简体   繁体   English

如何使用Django ORM进行批量插入或增量类型操作

[英]How to do a bulk insert or increment type operation with the Django ORM

I have a model as defined here: 我有一个在这里定义的模型:

class VectorSet(models.Model):
    word = models.CharField(max_length=255)
    weight = models.IntegerField()
    session = models.ForeignKey(ResearchSession)

I want to write a function that will take a list of words and a ResearchSession, and for each word in that list of words if it's doesn't already exist, create a new row with a weight of 1, otherwise take that row and increment weight by 1. 我想编写一个函数,该函数将包含一个单词列表和一个ResearchSession,并且对于该单词列表中的每个单词(如果尚不存在),创建一个权重为1的新行,否则采用该行并递增重量减1。

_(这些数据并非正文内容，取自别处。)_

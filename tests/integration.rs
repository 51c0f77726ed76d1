//! Integration tests for the Folio pagination pipeline.
//!
//! These tests run whole documents through `paginate` with the block
//! layout as the geometry source. They verify:
//! - Content that fits is left alone
//! - Overflow moves onto new pages without reordering or losing content
//! - Forced breaks and the heading-orphan rule
//! - TOC continuation and page numbers
//! - Re-running on paginated output changes nothing

use folio::config::PaginationConfig;
use folio::dom::{html, Document, NodeId};
use folio::geometry::{content_height, LayoutProbe, PageGeometry};
use folio::layout::{BlockLayout, BlockLayoutConfig};
use folio::paginate::shell::{find_body, find_footer, find_header};
use folio::paginate::{all_pages, content_pages, paginate, PaginationReport};
use folio::{export_html, paginate_html};

// ─── Helpers ────────────────────────────────────────────────────

const PAGE_HEIGHT: f64 = 800.0;

fn config() -> PaginationConfig {
    PaginationConfig {
        footer_buffer: 0.0,
        ..Default::default()
    }
}

fn probe(config: &PaginationConfig) -> BlockLayout {
    BlockLayout::new(
        BlockLayoutConfig {
            page_height: PAGE_HEIGHT,
            ..Default::default()
        },
        config.markers.clone(),
    )
}

fn page(body: &str) -> String {
    format!(r#"<div class="page"><div class="page-body">{body}</div></div>"#)
}

fn block(id: &str, height: u32) -> String {
    format!(r#"<div id="{id}" style="height: {height}px"></div>"#)
}

fn run(markup: &str) -> (Document, PaginationReport) {
    let config = config();
    let mut doc = html::parse(markup).unwrap();
    let report = paginate(&mut doc, &probe(&config), &config);
    (doc, report)
}

/// `id`s of each content page's direct body children.
fn bodies(doc: &Document) -> Vec<Vec<String>> {
    let markers = config().markers;
    content_pages(doc, &markers)
        .into_iter()
        .map(|p| {
            let body = find_body(doc, p, &markers).unwrap();
            doc.element_children(body)
                .into_iter()
                .map(|c| doc.attr(c, "id").unwrap_or("-").to_string())
                .collect()
        })
        .collect()
}

/// Every `id` under the content pages, in document order.
fn content_ids(doc: &Document) -> Vec<String> {
    let markers = config().markers;
    content_pages(doc, &markers)
        .into_iter()
        .flat_map(|p| doc.descendants(p))
        .filter_map(|n| doc.attr(n, "id").map(str::to_string))
        .collect()
}

fn assert_no_overflow(doc: &Document, config: &PaginationConfig) {
    let probe = probe(config);
    let markers = &config.markers;
    for p in content_pages(doc, markers) {
        let body = find_body(doc, p, markers).unwrap();
        let geometry = PageGeometry::probe(
            doc,
            &probe,
            p,
            find_header(doc, p, markers),
            find_footer(doc, p, markers),
            config.footer_buffer,
        )
        .unwrap();
        let height = content_height(doc, &probe, body).unwrap();
        assert!(
            height <= geometry.available_height + config.tolerance,
            "page {p:?} holds {height}px of content in {}px",
            geometry.available_height
        );
        assert!(!doc.element_children(body).is_empty(), "page {p:?} is empty");
    }
}

fn page_number_of(doc: &Document, node: NodeId) -> Option<usize> {
    let markers = config().markers;
    all_pages(doc, &markers)
        .into_iter()
        .position(|p| p == node || doc.is_ancestor_of(p, node))
        .map(|i| i + 1)
}

fn with_class(doc: &Document, class: &str) -> Vec<NodeId> {
    doc.descendants(doc.root())
        .into_iter()
        .filter(|&n| doc.has_class(n, class))
        .collect()
}

// ─── Basic Pagination ───────────────────────────────────────────

#[test]
fn test_fitting_content_is_untouched() {
    let markup = page(r#"<p id="a">First paragraph.</p><p id="b">Second.</p><p id="c">Third.</p>"#);
    let (doc, report) = run(&markup);
    assert_eq!(report.pages, 1);
    assert!(!report.changed);
    assert_eq!(html::serialize(&doc), markup);
}

#[test]
fn test_overflow_produces_two_pages() {
    let blocks: String = (0..12).map(|i| block(&format!("b{i}"), 100)).collect();
    let (doc, report) = run(&page(&format!(r#"<div id="wrap">{blocks}</div>"#)));

    assert_eq!(report.pages, 2);
    assert_eq!(report.overflowing_pages, 0);
    assert_no_overflow(&doc, &config());

    let expected: Vec<String> = std::iter::once("wrap".to_string())
        .chain((0..12).map(|i| format!("b{i}")))
        .collect();
    assert_eq!(content_ids(&doc), expected);
}

#[test]
fn test_many_pages_of_paragraphs() {
    let text = "word ".repeat(80);
    let paragraphs: String = (0..60).map(|i| format!(r#"<p id="p{i}">{text}</p>"#)).collect();
    let (doc, report) = run(&page(&paragraphs));

    // 80 words are 5 lines of 20px; 8 paragraphs fit on a page.
    assert_eq!(report.pages, 8);
    assert_no_overflow(&doc, &config());
    let expected: Vec<String> = (0..60).map(|i| format!("p{i}")).collect();
    assert_eq!(content_ids(&doc), expected);
}

#[test]
fn test_empty_pages_are_removed() {
    let markup = format!(
        "{}{}{}",
        page(r#"<p id="a">a</p>"#),
        page("  "),
        page(r#"<p id="b">b</p>"#)
    );
    let (doc, _) = run(&markup);
    assert_eq!(bodies(&doc), vec![vec!["a"], vec!["b"]]);
}

#[test]
fn test_cover_page_is_never_split() {
    let markup = format!(
        r#"<div class="page cover"><div class="page-body">{}</div></div>{}"#,
        block("hero", 2000),
        page(r#"<p id="a">a</p>"#)
    );
    let (doc, report) = run(&markup);
    assert_eq!(report.pages, 2);
    assert_eq!(bodies(&doc), vec![vec!["a"]]);
}

// ─── Breaks ─────────────────────────────────────────────────────

#[test]
fn test_forced_break_starts_a_page() {
    let (doc, report) = run(&page(
        r#"<p id="a">a</p><p id="b">b</p><div id="c" class="page-break"><p>c</p></div><p id="d">d</p>"#,
    ));
    assert_eq!(report.pages, 2);
    assert_eq!(bodies(&doc), vec![vec!["a", "b"], vec!["c", "d"]]);
}

#[test]
fn test_nested_forced_break() {
    let (doc, _) = run(&page(
        r#"<section id="s"><p id="a">a</p><div class="page-break"><p id="b">b</p></div><p id="c">c</p></section>"#,
    ));
    let pages = bodies(&doc);
    assert_eq!(pages.len(), 2);
    assert_eq!(pages[0], vec!["s"]);
    assert_eq!(content_ids(&doc), vec!["s", "a", "b", "c"]);
    assert!(with_class(&doc, "page-break").is_empty());
}

#[test]
fn test_every_nested_break_starts_a_page() {
    let (doc, report) = run(&page(
        r#"<section id="s"><div class="page-break"><p id="b">b</p></div><p id="c">c</p><div class="page-break"><p id="d">d</p></div></section>"#,
    ));
    assert_eq!(report.pages, 2);
    assert_eq!(bodies(&doc), vec![vec!["s"], vec!["-"]]);
    assert_eq!(content_ids(&doc), vec!["s", "b", "c", "d"]);
}

#[test]
fn test_trailing_empty_break_adds_no_page() {
    let (doc, report) = run(&page(r#"<p id="a">a</p><div class="page-break"></div>"#));
    assert_eq!(report.pages, 1);
    assert_eq!(bodies(&doc), vec![vec!["a"]]);
    assert!(with_class(&doc, "page-break").is_empty());
}

#[test]
fn test_heading_moves_with_its_paragraph() {
    let (doc, _) = run(&page(&format!(
        r#"{}<h2 id="h">Scope</h2><p id="p" style="height: 100px">Details</p>"#,
        block("a", 700)
    )));
    assert_eq!(bodies(&doc), vec![vec!["a"], vec!["h", "p"]]);
}

#[test]
fn test_exempt_heading_stays_behind() {
    let (doc, _) = run(&page(&format!(
        r#"{}<h2 id="h">Proposed Pricing</h2><p id="p" style="height: 100px">Table</p>"#,
        block("a", 700)
    )));
    assert_eq!(bodies(&doc), vec![vec!["a", "h"], vec!["p"]]);
}

#[test]
fn test_exempt_headings_are_configurable() {
    let mut config = config();
    config.orphan_exempt_headings = vec!["Scope".to_string()];
    let mut doc = html::parse(&page(&format!(
        r#"{}<h2 id="h">Scope</h2><p id="p" style="height: 100px">Details</p>"#,
        block("a", 700)
    )))
    .unwrap();
    paginate(&mut doc, &probe(&config), &config);
    assert_eq!(bodies(&doc), vec![vec!["a", "h"], vec!["p"]]);
}

// ─── Termination ────────────────────────────────────────────────

#[test]
fn test_deep_nesting_terminates_and_splits() {
    let blocks: String = (0..30).map(|i| block(&format!("b{i}"), 100)).collect();
    let open: String = (0..40).map(|_| "<div>").collect();
    let close: String = (0..40).map(|_| "</div>").collect();
    let (doc, report) = run(&page(&format!("{open}{blocks}{close}")));

    assert!(report.passes <= config().limits.max_passes);
    assert_eq!(report.pages, 4);
    assert_no_overflow(&doc, &config());
    let expected: Vec<String> = (0..30).map(|i| format!("b{i}")).collect();
    assert_eq!(content_ids(&doc), expected);
}

#[test]
fn test_unfittable_content_is_reported_not_looped() {
    let (doc, report) = run(&page(r#"<img id="big" height="3000">"#));
    assert!(report.budget_exhausted);
    assert_eq!(report.overflowing_pages, 1);
    assert_eq!(content_ids(&doc), vec!["big"]);
}

// ─── Headers, Footers, Page Numbers ─────────────────────────────

fn chrome_page(body: &str) -> String {
    format!(
        r#"<div class="page"><div class="page-header" style="height: 60px">Acme</div><div class="page-body">{body}</div><div class="page-footer" style="height: 40px"><span class="page-number"></span>/<span class="page-total"></span></div></div>"#
    )
}

#[test]
fn test_continuation_pages_repeat_chrome() {
    let blocks: String = (0..15).map(|i| block(&format!("b{i}"), 100)).collect();
    let (doc, report) = run(&chrome_page(&blocks));

    // 700px of room between header and footer: seven blocks per page.
    assert_eq!(report.pages, 3);
    assert_no_overflow(&doc, &config());
    assert_eq!(with_class(&doc, "page-header").len(), 3);
    let numbers: Vec<String> = with_class(&doc, "page-number")
        .into_iter()
        .map(|n| doc.text_content(n))
        .collect();
    assert_eq!(numbers, vec!["1", "2", "3"]);
    assert!(with_class(&doc, "page-total").iter().all(|&n| doc.text_content(n) == "3"));
}

// ─── Table of Contents ──────────────────────────────────────────

fn proposal(sections: usize) -> String {
    let toc = r#"<div class="page toc"><div class="page-body"><h1 class="toc-title">Contents</h1><ol class="toc-list"></ol></div></div>"#;
    let body: String = (1..=sections)
        .map(|i| format!(r#"<h2>Section {i}</h2><p style="height: 150px">Body</p><h3>Detail {i}</h3><p>More</p>"#))
        .collect();
    format!(
        r#"<div class="page cover"><div class="page-body"><h1>Proposal</h1></div></div>{toc}{}"#,
        chrome_page(&body)
    )
}

#[test]
fn test_toc_lists_every_heading_with_its_page() {
    let (doc, report) = run(&proposal(12));

    let headings: Vec<NodeId> = doc
        .descendants(doc.root())
        .into_iter()
        .filter(|&n| matches!(doc.tag(n), Some("h2" | "h3")))
        .collect();
    let entries = with_class(&doc, "toc-entry");
    assert_eq!(entries.len(), headings.len());
    assert_eq!(report.toc_entries, headings.len());

    for slot in with_class(&doc, "toc-page") {
        let anchor = doc.attr(slot, "data-anchor").unwrap();
        let heading = doc.element_by_id(anchor).unwrap();
        let expected = page_number_of(&doc, heading).unwrap();
        assert_eq!(doc.text_content(slot), expected.to_string(), "entry #{anchor}");
    }
    assert_no_overflow(&doc, &config());
}

#[test]
fn test_long_toc_continues() {
    let config = config();
    let body: String = (1..=30).map(|i| format!("<h2>Heading {i}</h2>")).collect();
    let markup = format!(
        r#"<div class="page toc" style="height: 230px"><div class="page-body"><h1 class="toc-title">Contents</h1><ol class="toc-list"></ol></div></div>{}"#,
        page(&body)
    );
    let mut doc = html::parse(&markup).unwrap();
    let report = paginate(&mut doc, &probe(&config), &config);

    assert_eq!(report.toc_pages, 3);
    let titles: Vec<String> = with_class(&doc, "toc-title")
        .into_iter()
        .map(|n| doc.text_content(n))
        .collect();
    assert_eq!(titles, vec!["Contents", "Contents (CONTINUED)", "Contents (CONTINUED)"]);
    let toc_pages: Vec<NodeId> = with_class(&doc, "toc");
    for p in toc_pages {
        let entries = doc
            .descendants(p)
            .into_iter()
            .filter(|&n| doc.has_class(n, "toc-entry"))
            .count();
        assert_eq!(entries, 10);
    }
}

// ─── Browser Markup ─────────────────────────────────────────────

#[test]
fn test_full_document_with_implied_end_tags() {
    // Unclosed paragraphs are siblings, and the script keeps its `<`.
    let paragraphs: String = (0..50).map(|i| format!(r#"<p id="p{i}">Paragraph {i}"#)).collect();
    let markup = format!(
        r#"<!DOCTYPE html><html><head><script>if (a<b) {{ go(); }}</script></head><body>{}</body></html>"#,
        page(&paragraphs)
    );
    let (doc, report) = run(&markup);

    assert_eq!(report.pages, 2);
    let pages = bodies(&doc);
    assert_eq!(pages[0].len(), 40);
    assert_eq!(pages[1].len(), 10);
    let expected: Vec<String> = (0..50).map(|i| format!("p{i}")).collect();
    assert_eq!(content_ids(&doc), expected);
    assert_no_overflow(&doc, &config());
    assert!(html::serialize(&doc).contains("<script>if (a<b) { go(); }</script>"));
}

// ─── Idempotence ────────────────────────────────────────────────

#[test]
fn test_second_run_changes_nothing() {
    let config = PaginationConfig::default();
    let layout = BlockLayoutConfig {
        page_height: PAGE_HEIGHT,
        ..Default::default()
    };
    let first = paginate_html(&proposal(10), layout.clone(), &config).unwrap();
    assert!(first.report.changed);
    assert_eq!(first.report.overflowing_pages, 0);

    let second = paginate_html(&first.html, layout, &config).unwrap();
    assert!(!second.report.changed);
    assert_eq!(second.report.passes, 1);
    assert_eq!(second.html, first.html);
}

#[test]
fn test_export_detaches_surface() {
    struct Counting {
        inner: BlockLayout,
        detached: std::cell::Cell<u32>,
    }
    impl LayoutProbe for Counting {
        fn measure(&self, doc: &Document, node: NodeId) -> Option<folio::geometry::BoxMetrics> {
            self.inner.measure(doc, node)
        }
        fn detach(&self) {
            self.detached.set(self.detached.get() + 1);
        }
    }

    let probe = Counting {
        inner: probe(&config()),
        detached: std::cell::Cell::new(0),
    };
    for _ in 0..3 {
        export_html(&page("<p>a</p>"), &probe, &config()).unwrap();
    }
    assert_eq!(probe.detached.get(), 3);
}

So far I've gotten this: 到目前为止,我已经做到了:

def train(words, session):
    for i in words:
        result, created = VectorSet.objects.get_or_create(word=i, session=session,
                                                          defaults={'weight' : 1})
        if not created:
            result.weight = F('weight') + 1
            result.save()

I'm fairly confident that there is a way to do this with one query however I can't quite figure out what that might be or if it's possible to do with django code over raw SQL. 我相当有信心,有一种方法可以对一个查询执行此操作,但是我无法弄清楚这可能是什么,或者是否有可能通过原始SQL使用Django代码。

There is currently no out-of-the box solution for doing bulk inserts other than bulk_create I think. 除了我认为的bulk_create,目前没有开箱即用的解决方案来进行大容量插入。 Another solution, depending on your database, is to perform get_or_create within a transaction by using atomic . 根据您的数据库,另一种解决方案是通过使用atomic在事务内执行get_or_create。 For example: 例如:

from django.db import transaction

@transaction.atomic
def train(words, session):
    for i in words:
        result, created = VectorSet.objects.get_or_create(word=i, session=session,
                                                      defaults={'weight' : 1})
        if not created:
            result.weight = F('weight') + 1
            result.save()

Otherwise, you might be able to use the DB API executemany : 否则,您也许可以使用DB API executemany

cursor.executemany('INSERT INTO vectorset (field1, field2, field3) VALUES (?, ?, ?)', data)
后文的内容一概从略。